Dataset entries:
┌────────

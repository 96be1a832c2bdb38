//! Partial application over [`Invoke`] callees.
//!
//! Bound arguments accumulate in immutable records; the callee (and any
//! validation it performs) runs only once every argument is present, so an
//! intermediate partial is never validated.

use std::sync::Arc;

use crate::validate::Invoke;

/// Two-argument callee that can be called directly or one argument at a time.
pub struct Curried2<C> {
    callee: Arc<C>,
}

/// [`Curried2`] with its first argument bound.
pub struct Bound1Of2<C, A> {
    callee: Arc<C>,
    a: A,
}

/// Three-argument callee that can be called directly or in stages.
pub struct Curried3<C> {
    callee: Arc<C>,
}

/// [`Curried3`] with its first argument bound.
pub struct Bound1Of3<C, A> {
    callee: Arc<C>,
    a: A,
}

/// [`Curried3`] with its first two arguments bound.
pub struct Bound2Of3<C, A, B> {
    callee: Arc<C>,
    a: A,
    b: B,
}

pub fn curry2<C>(callee: C) -> Curried2<C> {
    Curried2 {
        callee: Arc::new(callee),
    }
}

pub fn curry3<C>(callee: C) -> Curried3<C> {
    Curried3 {
        callee: Arc::new(callee),
    }
}

impl<C> Curried2<C> {
    pub fn call<A, B>(&self, a: A, b: B) -> <C as Invoke<(A, B)>>::Output
    where
        C: Invoke<(A, B)>,
    {
        self.callee.invoke((a, b))
    }

    pub fn apply<A>(&self, a: A) -> Bound1Of2<C, A> {
        Bound1Of2 {
            callee: Arc::clone(&self.callee),
            a,
        }
    }
}

impl<C, A: Clone> Bound1Of2<C, A> {
    pub fn call<B>(&self, b: B) -> <C as Invoke<(A, B)>>::Output
    where
        C: Invoke<(A, B)>,
    {
        self.callee.invoke((self.a.clone(), b))
    }

    pub fn bound(&self) -> &A {
        &self.a
    }
}

impl<C> Curried3<C> {
    pub fn call<A, B, D>(&self, a: A, b: B, d: D) -> <C as Invoke<(A, B, D)>>::Output
    where
        C: Invoke<(A, B, D)>,
    {
        self.callee.invoke((a, b, d))
    }

    pub fn apply<A>(&self, a: A) -> Bound1Of3<C, A> {
        Bound1Of3 {
            callee: Arc::clone(&self.callee),
            a,
        }
    }

    pub fn apply2<A, B>(&self, a: A, b: B) -> Bound2Of3<C, A, B> {
        Bound2Of3 {
            callee: Arc::clone(&self.callee),
            a,
            b,
        }
    }
}

impl<C, A: Clone> Bound1Of3<C, A> {
    pub fn call<B, D>(&self, b: B, d: D) -> <C as Invoke<(A, B, D)>>::Output
    where
        C: Invoke<(A, B, D)>,
    {
        self.callee.invoke((self.a.clone(), b, d))
    }

    pub fn apply<B>(&self, b: B) -> Bound2Of3<C, A, B> {
        Bound2Of3 {
            callee: Arc::clone(&self.callee),
            a: self.a.clone(),
            b,
        }
    }
}

impl<C, A: Clone, B: Clone> Bound2Of3<C, A, B> {
    pub fn call<D>(&self, d: D) -> <C as Invoke<(A, B, D)>>::Output
    where
        C: Invoke<(A, B, D)>,
    {
        self.callee.invoke((self.a.clone(), self.b.clone(), d))
    }
}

└────────

Set down, exactly as they appear, the lines above from the first one to the line that holds "use crate::validate::Invoke;", both included, please, and no others.

repository 96be1a832c2bdb38
//! Partial application over [`Invoke`] callees.
//!
//! Bound arguments accumulate in immutable records; the callee (and any
//! validation it performs) runs only once every argument is present, so an
//! intermediate partial is never validated.

use std::sync::Arc;

use crate::validate::Invoke;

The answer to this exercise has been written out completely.